ACLU membership jumped and contributions increased following Trump’s 2017 executive order barring millions of refugees and citizens of seven Muslim-majority countries.



So yeah, the ACLU has taken positions which are hardly in line with its liberal reputation. I remember back in the 1980s, when I lived in Bellingham, WA, a group of us Nuclear Freeze activists met with a couple of ACLU legal officials from the Washington regional office. Someone—I think it was me—naively asked whether the stances taken by the ACLU were pretty cut-and-dried, that an issue was either obviously one the ACLU would defend or not. They two attorneys burst into laughter. “As if!” they said, adding that board members debated and argued every potential stance—even the ones that looked like no-brainers—until a hard-won consensus prevailed.

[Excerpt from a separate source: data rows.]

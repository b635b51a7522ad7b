//! Source file parsing for knowledge documents.
//!
//! Two formats are understood:
//! - Markdown with an optional `---` front-matter block of `key: value` lines
//! - JSON objects with `id`, `title`, `url`, `source`, `updated_at`, `content`

use crate::types::Document;
use healthdesk_core::{AppError, AppResult};
use serde::Deserialize;
use std::collections::HashMap;
use std::path::Path;

/// Content type classification.
#[derive(Debug, Clone, Copy, PartialEq, Eq)]
pub enum ContentType {
    Markdown,
    Json,
    Unknown,
}

impl ContentType {
    /// Detect content type from file extension.
    pub fn from_path(path: &Path) -> Self {
        match path.extension().and_then(|e| e.to_str()) {
            Some("md") => Self::Markdown,
            Some("json") => Self::Json,
            _ => Self::Unknown,
        }
    }
}

/// Front matter and body of a Markdown file.
#[derive(Debug, Default, PartialEq)]
pub struct FrontMatter {
    pub meta: HashMap<String, String>,
    pub body: String,
}

/// Split an optional leading `---` block off a Markdown text.
///
/// A block without a closing `---` consumes the whole file.
pub fn parse_front_matter(text: &str) -> FrontMatter {
    let lines: Vec<&str> = text.lines().collect();

    if lines.first().map(|l| l.trim()) != Some("---") {
        return FrontMatter {
            meta: HashMap::new(),
            body: text.to_string(),
        };
    }

    let mut meta = HashMap::new();
    let mut body_start = lines.len();
    for (i, line) in lines.iter().enumerate().skip(1) {
        if line.trim() == "---" {
            body_start = i + 1;
            break;
        }
        if let Some((key, value)) = parse_meta_line(line) {
            meta.insert(key.to_string(), value.to_string());
        }
    }

    FrontMatter {
        meta,
        body: lines[body_start..].join("\n"),
    }
}

fn parse_meta_line(line: &str) -> Option<(&str, &str)> {
    let (left, right) = line.split_once(':')?;
    let key = left.trim_end();
    let valid = !key.is_empty()
        && key
            .chars()
            .all(|c| c.is_ascii_alphanumeric() || c == '_' || c == '-');
    valid.then(|| (key, right.trim()))
}

/// First level-one `# heading` in a Markdown body.
fn first_heading(body: &str) -> Option<&str> {
    body.lines().find_map(|line| {
        let rest = line.trim_start().strip_prefix('#')?;
        if !rest.starts_with(char::is_whitespace) {
            return None;
        }
        let title = rest.trim();
        (!title.is_empty()).then_some(title)
    })
}

fn file_stem(path: &Path) -> String {
    path.file_stem()
        .map(|s| s.to_string_lossy().to_string())
        .unwrap_or_default()
}

fn non_empty(value: Option<&String>) -> Option<String> {
    value.filter(|v| !v.is_empty()).cloned()
}

/// Build a document from a Markdown file's contents.
pub fn markdown_to_document(path: &Path, text: &str) -> Document {
    let FrontMatter { meta, body } = parse_front_matter(text);

    let id = non_empty(meta.get("id")).unwrap_or_else(|| file_stem(path));
    let title = non_empty(meta.get("title"))
        .or_else(|| first_heading(&body).map(str::to_string))
        .unwrap_or_else(|| id.clone());

    Document {
        title,
        url: meta.get("url").cloned().unwrap_or_default(),
        source: meta.get("source").cloned().unwrap_or_default(),
        updated_at: meta.get("updated_at").cloned().unwrap_or_default(),
        content: body.trim().to_string(),
        id,
    }
}

#[derive(Debug, Deserialize)]
struct RawJsonDocument {
    id: Option<String>,
    title: Option<String>,
    url: Option<String>,
    source: Option<String>,
    updated_at: Option<String>,
    content: Option<String>,
}

/// Build a document from a JSON file's contents.
///
/// Returns `Ok(None)` for well-formed JSON that is not a usable document
/// (no content, or neither title nor id).
pub fn json_to_document(path: &Path, text: &str) -> AppResult<Option<Document>> {
    let raw: RawJsonDocument = serde_json::from_str(text)
        .map_err(|e| AppError::Knowledge(format!("Invalid JSON document {:?}: {}", path, e)))?;

    let id = non_empty(raw.id.as_ref());
    let title = non_empty(raw.title.as_ref());
    let Some(content) = non_empty(raw.content.as_ref()) else {
        return Ok(None);
    };
    if id.is_none() && title.is_none() {
        return Ok(None);
    }

    let id = id.unwrap_or_else(|| file_stem(path));
    Ok(Some(Document {
        title: title.unwrap_or_else(|| id.clone()),
        url: raw.url.unwrap_or_default(),
        source: raw.source.unwrap_or_default(),
        updated_at: raw.updated_at.unwrap_or_default(),
        content,
        id,
    }))
}

/// Parse a knowledge file into a document.
///
/// `Ok(None)` means the file is not a knowledge document and should be skipped.
pub fn parse_file(path: &Path) -> AppResult<Option<Document>> {
    let content_type = ContentType::from_path(path);
    if content_type == ContentType::Unknown {
        return Ok(None);
    }

    let raw = std::fs::read_to_string(path)
        .map_err(|e| AppError::Knowledge(format!("Failed to read {:?}: {}", path, e)))?;

    match content_type {
        ContentType::Markdown => Ok(Some(markdown_to_document(path, &raw))),
        ContentType::Json => json_to_document(path, &raw),
        ContentType::Unknown => Ok(None),
    }
}

#[cfg(test)]
mod tests {
    use super::*;

    #[test]
    fn test_front_matter_parsing() {
        let text = "---\nid: fever\ntitle: 発熱について\nurl: https://example.jp\n---\n本文です\n";
        let fm = parse_front_matter(text);

        assert_eq!(fm.meta.get("id").map(String::as_str), Some("fever"));
        assert_eq!(fm.meta.get("title").map(String::as_str), Some("発熱について"));
        assert_eq!(fm.body, "本文です");
    }

    #[test]
    fn test_front_matter_ignores_invalid_keys() {
        let fm = parse_front_matter("---\n  indented: no\nbad key: no\nok_key : yes\n---\nbody");
        assert_eq!(fm.meta.len(), 1);
        assert_eq!(fm.meta.get("ok_key").map(String::as_str), Some("yes"));
    }

    #[test]
    fn test_no_front_matter() {
        let fm = parse_front_matter("# 見出し\n本文");
        assert!(fm.meta.is_empty());
        assert_eq!(fm.body, "# 見出し\n本文");
    }

    #[test]
    fn test_unclosed_front_matter_consumes_file() {
        let fm = parse_front_matter("---\nid: x\nbody line");
        assert_eq!(fm.meta.get("id").map(String::as_str), Some("x"));
        assert_eq!(fm.body, "");
    }

    #[test]
    fn test_markdown_title_fallbacks() {
        let path = Path::new("kb/heat.md");

        let from_heading = markdown_to_document(path, "intro\n# 熱中症の予防\n本文");
        assert_eq!(from_heading.id, "heat");
        assert_eq!(from_heading.title, "熱中症の予防");

        let from_id = markdown_to_document(path, "## not level one\n本文");
        assert_eq!(from_id.title, "heat");
        assert_eq!(from_id.content, "## not level one\n本文");
    }

    #[test]
    fn test_markdown_metadata_fields() {
        let doc = markdown_to_document(
            Path::new("kb/a.md"),
            "---\nid: custom\nsource: 厚生労働省\nupdated_at: 2024-05-01\n---\n\n  内容  \n",
        );
        assert_eq!(doc.id, "custom");
        assert_eq!(doc.source, "厚生労働省");
        assert_eq!(doc.updated_at, "2024-05-01");
        assert_eq!(doc.content, "内容");
    }

    #[test]
    fn test_json_document() {
        let doc = json_to_document(
            Path::new("data/kb/cold.json"),
            r#"{"title": "かぜ", "content": "安静に", "url": "u"}"#,
        )
        .unwrap()
        .unwrap();

        assert_eq!(doc.id, "cold");
        assert_eq!(doc.title, "かぜ");
        assert_eq!(doc.url, "u");
    }

    #[test]
    fn test_json_document_requires_content_and_name() {
        let path = Path::new("x.json");
        assert!(json_to_document(path, r#"{"title": "t"}"#).unwrap().is_none());
        assert!(json_to_document(path, r#"{"content": "c"}"#).unwrap().is_none());
        assert!(json_to_document(path, "not json").is_err());
    }

    #[test]
    fn test_content_type() {
        assert_eq!(ContentType::from_path(Path::new("a.md")), ContentType::Markdown);
        assert_eq!(ContentType::from_path(Path::new("a.json")), ContentType::Json);
        assert_eq!(ContentType::from_path(Path::new("a.txt")), ContentType::Unknown);
    }
}
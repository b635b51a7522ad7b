//! End-to-end engine scenarios.

mod scenarios;
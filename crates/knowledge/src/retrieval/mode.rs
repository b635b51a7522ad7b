//! Index mode state machine.
//!
//! Exactly one mode is active at a time. Degradation from `Dense` to
//! `Lexical` is one-way; only `Reset` leaves `Lexical`.

use serde::Serialize;
use std::fmt;

#[derive(Debug, Clone, Copy, PartialEq, Eq, Hash, Serialize)]
#[serde(rename_all = "lowercase")]
pub enum IndexMode {
    Unbuilt,
    Dense,
    Lexical,
}

/// Something that happened to the index.
#[derive(Debug, Clone, Copy, PartialEq, Eq)]
pub enum ModeEvent {
    /// Every document received an embedding.
    DenseBuilt,
    /// At least one document embedding failed during a build.
    DenseBuildFailed,
    /// No embedding provider was resolved for the build.
    NoProvider,
    /// Embedding a query failed while serving from the dense index.
    QueryEmbeddingFailed,
    Reset,
}

impl IndexMode {
    pub fn transition(self, event: ModeEvent) -> IndexMode {
        use IndexMode::*;
        use ModeEvent::*;

        match (self, event) {
            (_, Reset) => Unbuilt,
            (Unbuilt, DenseBuilt) => Dense,
            (Unbuilt, DenseBuildFailed | NoProvider) => Lexical,
            (Unbuilt, QueryEmbeddingFailed) => Unbuilt,
            (Dense, DenseBuilt) => Dense,
            (Dense, DenseBuildFailed | NoProvider | QueryEmbeddingFailed) => Lexical,
            (Lexical, _) => Lexical,
        }
    }

    pub fn as_str(&self) -> &'static str {
        match self {
            IndexMode::Unbuilt => "unbuilt",
            IndexMode::Dense => "dense",
            IndexMode::Lexical => "lexical",
        }
    }
}

impl fmt::Display for IndexMode {
    fn fmt(&self, f: &mut fmt::Formatter<'_>) -> fmt::Result {
        f.write_str(self.as_str())
    }
}
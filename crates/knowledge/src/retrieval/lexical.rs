//! Sparse TF-IDF index over character bigrams.
//!
//! Text is lower-cased and stripped of all whitespace before tokenizing, so
//! the same scheme works for Japanese (no word boundaries) and Latin text.

use crate::types::Document;
use std::collections::{BTreeMap, HashMap};

/// Lower-case and drop every whitespace character.
pub fn normalize(text: &str) -> String {
    text.to_lowercase()
        .chars()
        .filter(|c| !c.is_whitespace())
        .collect()
}

/// Overlapping character bigrams of already-normalized text.
///
/// A one-character string is its own single token; an empty string has none.
pub fn bigrams(normalized: &str) -> Vec<String> {
    let chars: Vec<char> = normalized.chars().collect();
    match chars.len() {
        0 => Vec::new(),
        1 => vec![normalized.to_string()],
        _ => chars.windows(2).map(|w| w.iter().collect()).collect(),
    }
}

fn term_counts(text: &str) -> HashMap<String, usize> {
    let mut counts = HashMap::new();
    for token in bigrams(&normalize(text)) {
        *counts.entry(token).or_insert(0) += 1;
    }
    counts
}

/// Token weights plus their precomputed L2 norm.
///
/// Weights are kept in token order so sums are reproducible across builds.
#[derive(Debug, Clone, Default, PartialEq)]
pub struct SparseVector {
    pub weights: BTreeMap<String, f64>,
    pub norm: f64,
}

impl SparseVector {
    fn from_weights(weights: BTreeMap<String, f64>) -> Self {
        let norm = weights.values().map(|w| w * w).sum::<f64>().sqrt();
        Self { weights, norm }
    }

    /// Cosine similarity; 0 when either side has zero norm.
    pub fn cosine(&self, other: &SparseVector) -> f64 {
        if self.norm == 0.0 || other.norm == 0.0 {
            return 0.0;
        }

        let (small, large) = if self.weights.len() <= other.weights.len() {
            (&self.weights, &other.weights)
        } else {
            (&other.weights, &self.weights)
        };
        let dot: f64 = small
            .iter()
            .filter_map(|(token, w)| large.get(token).map(|v| w * v))
            .sum();

        dot / (self.norm * other.norm)
    }
}

/// Lexical index aligned with the document slice it was built from.
#[derive(Debug, Clone, Default)]
pub struct LexicalIndex {
    idf: HashMap<String, f64>,
    vectors: Vec<SparseVector>,
}

impl LexicalIndex {
    pub fn build(documents: &[Document]) -> Self {
        let counts: Vec<HashMap<String, usize>> = documents
            .iter()
            .map(|doc| term_counts(&doc.lexical_text()))
            .collect();

        let mut df: HashMap<&str, usize> = HashMap::new();
        for doc_counts in &counts {
            for token in doc_counts.keys() {
                *df.entry(token.as_str()).or_insert(0) += 1;
            }
        }

        let n = documents.len().max(1) as f64;
        let idf: HashMap<String, f64> = df
            .into_iter()
            .map(|(token, df)| {
                let value = ((n + 1.0) / (df as f64 + 1.0)).ln() + 1.0;
                (token.to_string(), value)
            })
            .collect();

        let vectors = counts
            .iter()
            .map(|doc_counts| weigh(doc_counts, &idf))
            .collect();

        tracing::debug!(
            documents = documents.len(),
            vocabulary = idf.len(),
            "Lexical index built"
        );

        Self { idf, vectors }
    }

    /// Weight arbitrary text against this index's idf table.
    ///
    /// Tokens the corpus has never seen get weight 0.
    pub fn vectorize(&self, text: &str) -> SparseVector {
        weigh(&term_counts(text), &self.idf)
    }

    /// Similarity of `query` to every document, in document order.
    pub fn score_all(&self, query: &str) -> Vec<f64> {
        let query = self.vectorize(query);
        self.vectors.iter().map(|doc| query.cosine(doc)).collect()
    }

    pub fn len(&self) -> usize {
        self.vectors.len()
    }

    pub fn is_empty(&self) -> bool {
        self.vectors.is_empty()
    }
}

fn weigh(counts: &HashMap<String, usize>, idf: &HashMap<String, f64>) -> SparseVector {
    let distinct = counts.len().max(1) as f64;
    let weights = counts
        .iter()
        .map(|(token, tf)| {
            let idf = idf.get(token).copied().unwrap_or(0.0);
            (token.clone(), (*tf as f64 / distinct) * idf)
        })
        .collect();
    SparseVector::from_weights(weights)
}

Naive, as I say.

I was reminded of that meeting watching a video of two ACLU representatives discussing the topic of transgender rights, leading in with the statement, “Anti-LGBTQ lawmakers across the country are attacking our trans communities right now – overwhelmingly through cruel bills that target trans youth and their rights to healthcare and to play sports.” A question came up, What happens when “men are allowed to play on women’s teams”? The ACLU lawyer responded, “Good news. Men aren’t playing on women’s teams. Trans women are women.”

Which sent me to my go-to first reference, Wikipedia, since I wanted to know, What’s the definition of a trans woman? This should be easy, I thought (—I’m still that naive). A trans woman is a woman who was assigned male at birth, begins the entry on “Trans woman.” That settles it, right? 

Except…here’s a person, say 14 years old in the thick of puberty, who fits the biological definition of “male,” having one X and one Y chromosome, with all the regular male genitalia, who announces to his parents or school counselor that “he” is a girl. My heart goes out to this individual (remembering my own emotional roller coaster during that phase of my life). Still, does someone’s self-definition make it so in society? Would the ACLU’s stance on gender rights mean that the organization would support this individual in transitioning, perhaps with hormone treatments and surgery?

My confusion only deepened when I went to Wikipedia’s “Talk” discussion on their “Trans woman” page. I’ve just spent the last hour or so—really, it’s that long—reading it. To get to the start of that simple, unequivocal statement, “A trans woman is a woman…” the (unpaid) Wikipedia editors and contributors have gone through hell and back again. (My heart’s with them, too.) As I say, I’m more confused than ever, glad that I’m not an ACLU attorney.

Fortunately, I have you, um, guys, out there to enlighten me. TIA!